Work instruction
The output should be every line below that includes the word "MockTransport".

+++ Extracted material +++

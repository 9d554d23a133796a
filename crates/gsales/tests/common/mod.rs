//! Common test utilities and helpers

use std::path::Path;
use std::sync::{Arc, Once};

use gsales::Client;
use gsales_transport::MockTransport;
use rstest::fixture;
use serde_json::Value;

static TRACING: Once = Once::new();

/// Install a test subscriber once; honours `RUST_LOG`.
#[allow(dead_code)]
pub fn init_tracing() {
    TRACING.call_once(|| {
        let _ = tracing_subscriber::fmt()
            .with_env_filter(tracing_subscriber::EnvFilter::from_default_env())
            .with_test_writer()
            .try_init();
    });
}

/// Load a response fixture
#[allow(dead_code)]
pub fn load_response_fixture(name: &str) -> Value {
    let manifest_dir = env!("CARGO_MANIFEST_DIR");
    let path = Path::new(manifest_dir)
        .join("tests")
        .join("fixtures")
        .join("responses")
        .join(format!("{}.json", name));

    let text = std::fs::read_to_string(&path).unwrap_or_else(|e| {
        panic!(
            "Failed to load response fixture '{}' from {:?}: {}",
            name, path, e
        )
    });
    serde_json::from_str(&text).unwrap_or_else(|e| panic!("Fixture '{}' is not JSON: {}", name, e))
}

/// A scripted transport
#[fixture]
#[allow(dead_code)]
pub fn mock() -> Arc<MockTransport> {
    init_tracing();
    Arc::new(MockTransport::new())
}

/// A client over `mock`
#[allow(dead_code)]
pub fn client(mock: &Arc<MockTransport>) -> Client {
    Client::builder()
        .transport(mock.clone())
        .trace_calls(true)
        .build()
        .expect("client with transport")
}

+++

Task answer
use gsales_transport::MockTransport;
pub fn mock() -> Arc<MockTransport> {
    Arc::new(MockTransport::new())
pub fn client(mock: &Arc<MockTransport>) -> Client {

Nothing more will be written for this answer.